Tapi petang itu, semua kendaraan yang akan menjadi tumpanganku sudah tak menderu, hanya terdiam di depan pekarang rumah pemiliknya masing-masing. Aku memberanikan diri melangkah sendiri melewati sepinya kampung.
Sesampai di sana, aku masih keheranan, karena susana masih terlihat sepi, hanya beberapa kendaraan yang melalu Lalang. Barulah ketika beberapa orang wanita dengan bajunya yang ketat berdiri sambil menyetop kendaraan yang lewat. Rupanya wanita itu hanya menyetop kendaraan pribadi saja, ia begitu terusik dengan sebuah truk yang berhenti di depannya. Ia malah menggeserkan tubuhnya untuk menghindari truk itu. Lalu supir truk itu meludah ke arahnya. Beberapa wanita pun terlihat marah pada supir truk itu, bahkan salah satu dari mereka melemparkan highheel-nya ketika truk itu mulai pergi, tetapi dia buru-buru mengambil sepatu itu lagi.
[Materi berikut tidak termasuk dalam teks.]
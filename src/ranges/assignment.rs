use serde::Serialize;

use super::{Bounds, OTHERS};

/// Columns that ended up in one bucket, with the bounds resolved for this run.
#[derive(Debug, Clone, PartialEq, Serialize)]
pub struct AssignedBucket {
    pub name: String,
    /// Sorted, unique column names.
    pub columns: Vec<String>,
    pub bounds: Option<Bounds>,
    pub normalize: bool,
}

impl AssignedBucket {
    pub fn contains(&self, column: &str) -> bool {
        self.columns.binary_search_by(|c| c.as_str().cmp(column)).is_ok()
    }
}

/// Result of [`classify`](super::classify): a partition of the table's columns.
///
/// Buckets keep their configured order; the residual [`OTHERS`] bucket is last.
#[derive(Debug, Clone, PartialEq, Serialize)]
#[serde(transparent)]
pub struct BucketAssignment {
    buckets: Vec<AssignedBucket>,
}

impl BucketAssignment {
    pub(crate) fn new(mut buckets: Vec<AssignedBucket>, mut others: Vec<String>) -> Self {
        others.sort();
        others.dedup();
        buckets.push(AssignedBucket {
            name: OTHERS.to_string(),
            columns: others,
            bounds: None,
            normalize: false,
        });
        Self { buckets }
    }

    pub fn bucket(&self, name: &str) -> Option<&AssignedBucket> {
        self.buckets.iter().find(|b| b.name == name)
    }

    /// Columns no rule claimed.
    pub fn others(&self) -> &[String] {
        // new() always appends the residual bucket
        self.buckets
            .last()
            .map(|b| b.columns.as_slice())
            .unwrap_or_default()
    }

    /// Name of the bucket holding `column`.
    pub fn bucket_of(&self, column: &str) -> Option<&str> {
        self.buckets
            .iter()
            .find(|b| b.contains(column))
            .map(|b| b.name.as_str())
    }

    pub fn iter(&self) -> impl Iterator<Item = &AssignedBucket> {
        self.buckets.iter()
    }

    /// Number of buckets, [`OTHERS`] included.
    pub fn len(&self) -> usize {
        self.buckets.len()
    }

    pub fn is_empty(&self) -> bool {
        self.buckets.is_empty()
    }

    /// Total number of assigned columns.
    pub fn column_count(&self) -> usize {
        self.buckets.iter().map(|b| b.columns.len()).sum()
    }
}

#[cfg(test)]
mod tests {
    use super::*;

    fn sample() -> BucketAssignment {
        BucketAssignment::new(
            vec![AssignedBucket {
                name: "-100_100".into(),
                columns: vec!["ROC_10".into(), "TSI_13_25".into()],
                bounds: Some(Bounds::new(-100.0, 100.0, 1e-4)),
                normalize: true,
            }],
            vec!["volume".into(), "OBV".into(), "volume".into()],
        )
    }

    #[test]
    fn test_others_is_last_sorted_and_unique() {
        let assignment = sample();
        assert_eq!(assignment.len(), 2);
        assert_eq!(assignment.others(), &["OBV".to_string(), "volume".to_string()]);
        assert_eq!(assignment.iter().last().unwrap().name, OTHERS);
        assert!(!assignment.iter().last().unwrap().normalize);
    }

    #[test]
    fn test_lookup() {
        let assignment = sample();
        assert_eq!(assignment.bucket_of("ROC_10"), Some("-100_100"));
        assert_eq!(assignment.bucket_of("volume"), Some(OTHERS));
        assert_eq!(assignment.bucket_of("missing"), None);
        assert_eq!(assignment.column_count(), 4);
        assert!(assignment.bucket("-100_100").unwrap().contains("TSI_13_25"));
    }

    #[test]
    fn test_serializes_as_bucket_list() {
        let json = serde_json::to_value(sample()).unwrap();
        assert_eq!(json[0]["name"], "-100_100");
        assert_eq!(json[1]["name"], "others");
        assert!(json[1]["bounds"].is_null());
    }
}
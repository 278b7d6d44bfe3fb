use std::io::Write;
use std::path::PathBuf;

use anyhow::{Context, Result};
use clap::Parser;
use tracing::info;

use ta_features::config;
use ta_features::indicators::{Candle, Library};
use ta_features::logging;
use ta_features::pipeline;
use ta_features::table::FeatureTable;

/// Generate TA features from candles, bucket them by value range and
/// normalize the bounded ones.
#[derive(Debug, Parser)]
#[command(name = "ta-features", version)]
struct Cli {
    /// JSON array of candles: objects with open/high/low/close/volume or kline rows.
    candles: PathBuf,

    /// Pipeline configuration (JSON). Defaults to the built-in bucket table.
    #[arg(short, long, env = "TA_FEATURES_CONFIG")]
    config: Option<PathBuf>,

    /// Write the result here instead of stdout.
    #[arg(short, long)]
    output: Option<PathBuf>,

    /// Keep rows that still hold missing values after indicator generation.
    #[arg(long)]
    keep_incomplete_rows: bool,

    /// Indicator kind to skip; repeatable.
    #[arg(short, long = "exclude", value_name = "KIND")]
    exclude: Vec<String>,
}

fn main() -> Result<()> {
    let cli = Cli::parse();

    let mut config = match &cli.config {
        Some(path) => config::load_config(path)?,
        None => config::default_config()?,
    };
    if cli.keep_incomplete_rows {
        config.indicators.drop_incomplete_rows = false;
    }
    config.indicators.exclude.extend(cli.exclude.iter().cloned());

    logging::init_tracing(&config.logging)?;

    let contents = std::fs::read_to_string(&cli.candles)
        .with_context(|| format!("failed to read candles: {}", cli.candles.display()))?;
    let candles: Vec<Candle> = serde_json::from_str(&contents)
        .with_context(|| format!("parsing {}", cli.candles.display()))?;
    info!(candles = candles.len(), "candles loaded");

    let output = pipeline::run(FeatureTable::from_candles(&candles), &Library::new(), &config)
        .context("feature pipeline failed")?;

    let json = serde_json::to_string_pretty(&output).context("serializing output")?;
    match &cli.output {
        Some(path) => {
            std::fs::write(path, json)
                .with_context(|| format!("failed to write output: {}", path.display()))?;
            info!(path = %path.display(), "output written");
        }
        None => {
            let mut stdout = std::io::stdout().lock();
            writeln!(stdout, "{json}").context("writing to stdout")?;
        }
    }

    Ok(())
}
use std::collections::BTreeSet;

use tracing::{debug, warn};

use super::{AssignedBucket, BucketAssignment, Bounds};
use crate::config::{BucketSpec, RangeConfig};
use crate::errors::FeatureError;
use crate::table::{ColumnStats, FeatureTable};

/// Assigns every column of `table` to exactly one bucket of `config`.
///
/// Name-based claims come first and are final. Remaining columns are then
/// tested against each dynamic bucket in declaration order and absorbed by
/// the first one whose bounds hold their observed range. A column without any
/// defined value passes the first test it meets. Whatever is left goes to
/// [`OTHERS`](super::OTHERS).
///
/// Fails with [`FeatureError::MissingColumn`] when a reference column is not
/// in the table.
pub fn classify(
    table: &FeatureTable,
    config: &RangeConfig,
) -> Result<BucketAssignment, FeatureError> {
    for spec in &config.buckets {
        if let Some(reference) = &spec.reference_column {
            table.require(reference)?;
        }
    }

    // Sorted so the result never depends on table column order
    let mut remaining: BTreeSet<&str> = table.column_names().into_iter().collect();

    // -- Name-based pass -----------------------------------------------------
    let mut assigned: Vec<Vec<String>> = Vec::with_capacity(config.buckets.len());
    for spec in &config.buckets {
        assigned.push(claim_by_name(spec, &mut remaining));
    }

    // -- Resolve bounds ------------------------------------------------------
    let mut resolved: Vec<Option<Bounds>> = Vec::with_capacity(config.buckets.len());
    for spec in &config.buckets {
        resolved.push(resolve_bounds(spec, table)?);
    }

    // -- Dynamic pass --------------------------------------------------------
    let observed: Vec<(&str, ColumnStats)> = remaining
        .iter()
        .map(|&name| table.stats(name).map(|stats| (name, stats)))
        .collect::<Result<_, _>>()?;

    for (index, spec) in config.buckets.iter().enumerate() {
        if !spec.dynamic {
            continue;
        }
        // Validated configs always give dynamic buckets bounds
        let Some(bounds) = resolved[index] else {
            continue;
        };

        let before = assigned[index].len();
        for (name, stats) in &observed {
            if remaining.contains(name) && fits(stats, &bounds) {
                remaining.remove(name);
                assigned[index].push((*name).to_string());
            }
        }
        debug!(
            bucket = %spec.name,
            absorbed = assigned[index].len() - before,
            min = bounds.min,
            max = bounds.max,
            tolerance = bounds.tolerance,
            "dynamic range test"
        );
    }

    let buckets = config
        .buckets
        .iter()
        .zip(assigned)
        .zip(resolved)
        .map(|((spec, mut columns), bounds)| {
            columns.sort();
            columns.dedup();
            AssignedBucket {
                name: spec.name.clone(),
                columns,
                bounds,
                normalize: spec.normalize,
            }
        })
        .collect();

    let others: Vec<String> = remaining.into_iter().map(str::to_string).collect();
    Ok(BucketAssignment::new(buckets, others))
}

/// Claims the reference column (when configured) and every column matching
/// one of the bucket's prefixes, removing them from `remaining`.
fn claim_by_name(spec: &BucketSpec, remaining: &mut BTreeSet<&str>) -> Vec<String> {
    let mut claimed = Vec::new();

    if spec.claim_reference {
        if let Some(reference) = spec.reference_column.as_deref() {
            if remaining.remove(reference) {
                claimed.push(reference.to_string());
            }
        }
    }

    for prefix in &spec.prefixes {
        let matches: Vec<&str> = remaining
            .iter()
            .copied()
            .filter(|name| matches_prefix(name, prefix))
            .collect();

        if matches.is_empty() {
            // Indicators without enough history may not have been generated
            warn!(bucket = %spec.name, prefix = %prefix, "no column matches prefix");
            continue;
        }

        for name in matches {
            remaining.remove(name);
            claimed.push(name.to_string());
        }
    }

    claimed
}

/// `name` is `<prefix>_<anything>`.
fn matches_prefix(name: &str, prefix: &str) -> bool {
    name.strip_prefix(prefix)
        .is_some_and(|rest| rest.starts_with('_'))
}

/// Bounds for this run: statistics of the reference column, or the static bounds.
fn resolve_bounds(spec: &BucketSpec, table: &FeatureTable) -> Result<Option<Bounds>, FeatureError> {
    match &spec.reference_column {
        Some(reference) => {
            let stats = table.stats(reference)?;
            Ok(Some(Bounds::new(
                stats.min.unwrap_or(f64::NAN),
                stats.max.unwrap_or(f64::NAN),
                stats.std_dev.unwrap_or(0.0),
            )))
        }
        None => Ok(spec.bounds),
    }
}

fn fits(stats: &ColumnStats, bounds: &Bounds) -> bool {
    match (stats.min, stats.max) {
        (Some(min), Some(max)) => bounds.contains(min, max),
        // nothing observed, nothing out of range
        _ => true,
    }
}
//! Momentum indicators: RSI, ROC, MOM, MACD, Williams %R and percent return

use crate::indicators::moving_averages::ema_series;

/// Calculates the Relative Strength Index (RSI) series.
///
/// RSI = 100 - (100 / (1 + RS))
/// where RS = Average Gain / Average Loss, smoothed with Wilder's method.
///
/// The first value lands at index `period` (it needs `period` price changes).
/// Oscillates between 0 and 100.
pub fn rsi_series(closes: &[f64], period: usize) -> Vec<f64> {
    let mut rsi_values = vec![f64::NAN; closes.len()];
    if period == 0 || closes.len() < period + 1 {
        return rsi_values;
    }

    let changes = price_changes(closes);
    let (gains, losses) = gains_and_losses(&changes);

    // Calculate initial averages using simple average
    let mut avg_gain: f64 = gains[..period].iter().sum::<f64>() / period as f64;
    let mut avg_loss: f64 = losses[..period].iter().sum::<f64>() / period as f64;
    rsi_values[period] = rsi_from_averages(avg_gain, avg_loss);

    // changes[i] is the move into closes[i + 1]
    for i in period..changes.len() {
        avg_gain = (avg_gain * (period - 1) as f64 + gains[i]) / period as f64;
        avg_loss = (avg_loss * (period - 1) as f64 + losses[i]) / period as f64;
        rsi_values[i + 1] = rsi_from_averages(avg_gain, avg_loss);
    }

    rsi_values
}

fn rsi_from_averages(avg_gain: f64, avg_loss: f64) -> f64 {
    if avg_loss == 0.0 {
        // No losses means RSI is 100 (maximum bullish)
        return 100.0;
    }
    let rs = avg_gain / avg_loss;
    100.0 - (100.0 / (1.0 + rs))
}

/// Rate of Change: 100 * (V[i] - V[i-n]) / V[i-n]
pub fn roc_series(values: &[f64], length: usize) -> Vec<f64> {
    lagged(values, length, |current, past| {
        if past == 0.0 {
            f64::NAN
        } else {
            100.0 * (current - past) / past
        }
    })
}

/// Momentum: V[i] - V[i-n]
pub fn mom_series(values: &[f64], length: usize) -> Vec<f64> {
    lagged(values, length, |current, past| current - past)
}

/// Percent return: (V[i] - V[i-n]) / V[i-n]
pub fn pctret_series(values: &[f64], length: usize) -> Vec<f64> {
    lagged(values, length, |current, past| {
        if past == 0.0 {
            f64::NAN
        } else {
            current / past - 1.0
        }
    })
}

/// MACD line, histogram and signal line.
#[derive(Debug, Clone)]
pub struct MacdSeries {
    pub macd: Vec<f64>,
    pub histogram: Vec<f64>,
    pub signal: Vec<f64>,
}

/// Moving Average Convergence/Divergence.
///
/// MACD = EMA(fast) - EMA(slow), signal = EMA(MACD, signal),
/// histogram = MACD - signal.
pub fn macd_series(closes: &[f64], fast: usize, slow: usize, signal: usize) -> MacdSeries {
    let fast_ema = ema_series(closes, fast);
    let slow_ema = ema_series(closes, slow);

    let macd: Vec<f64> = fast_ema.iter().zip(&slow_ema).map(|(f, s)| f - s).collect();
    let signal_line = ema_series(&macd, signal);
    let histogram = macd.iter().zip(&signal_line).map(|(m, s)| m - s).collect();

    MacdSeries {
        macd,
        histogram,
        signal: signal_line,
    }
}

/// William's Percent R: -100 * (HH - close) / (HH - LL) over `length` rows.
///
/// Ranges from -100 to 0. A window with no range yields `NaN`.
pub fn willr_series(highs: &[f64], lows: &[f64], closes: &[f64], length: usize) -> Vec<f64> {
    let mut values = vec![f64::NAN; closes.len()];
    if length == 0 || closes.len() < length {
        return values;
    }

    for i in (length - 1)..closes.len() {
        let start = i + 1 - length;
        let highest = highs[start..=i].iter().copied().fold(f64::NEG_INFINITY, f64::max);
        let lowest = lows[start..=i].iter().copied().fold(f64::INFINITY, f64::min);
        let range = highest - lowest;
        if range > 0.0 {
            values[i] = -100.0 * (highest - closes[i]) / range;
        }
    }

    values
}

/// Applies `f(current, past)` to each pair `length` rows apart.
fn lagged(values: &[f64], length: usize, f: impl Fn(f64, f64) -> f64) -> Vec<f64> {
    let mut out = vec![f64::NAN; values.len()];
    if length == 0 {
        return out;
    }
    for i in length..values.len() {
        out[i] = f(values[i], values[i - length]);
    }
    out
}

/// Calculates price changes between consecutive values.
///
/// Returns a vector of changes where each value is: current - previous
fn price_changes(closes: &[f64]) -> Vec<f64> {
    closes.windows(2).map(|pair| pair[1] - pair[0]).collect()
}

/// Separates price changes into gains and losses.
///
/// Returns a tuple of (gains, losses) where:
/// - gains[i] = change if positive, else 0
/// - losses[i] = |change| if negative, else 0
fn gains_and_losses(changes: &[f64]) -> (Vec<f64>, Vec<f64>) {
    let gains: Vec<f64> = changes.iter().map(|&c| if c > 0.0 { c } else { 0.0 }).collect();

    let losses: Vec<f64> = changes
        .iter()
        .map(|&c| if c < 0.0 { c.abs() } else { 0.0 })
        .collect();

    (gains, losses)
}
“Gak suka supir truk, paling bayarannya pecahan cebanan, udah gitu mainnya kasar!"
“Maklum lah ya pake otot. Tapi segala sesuatu gak musti pake otot. Cinta itu butuh kelembutan!" Mereka tertegun, tiba-tiba salah saeorang diantaranya tertawa terbahak-bahak. Lalu semuanya pun mengikuti gelakannya.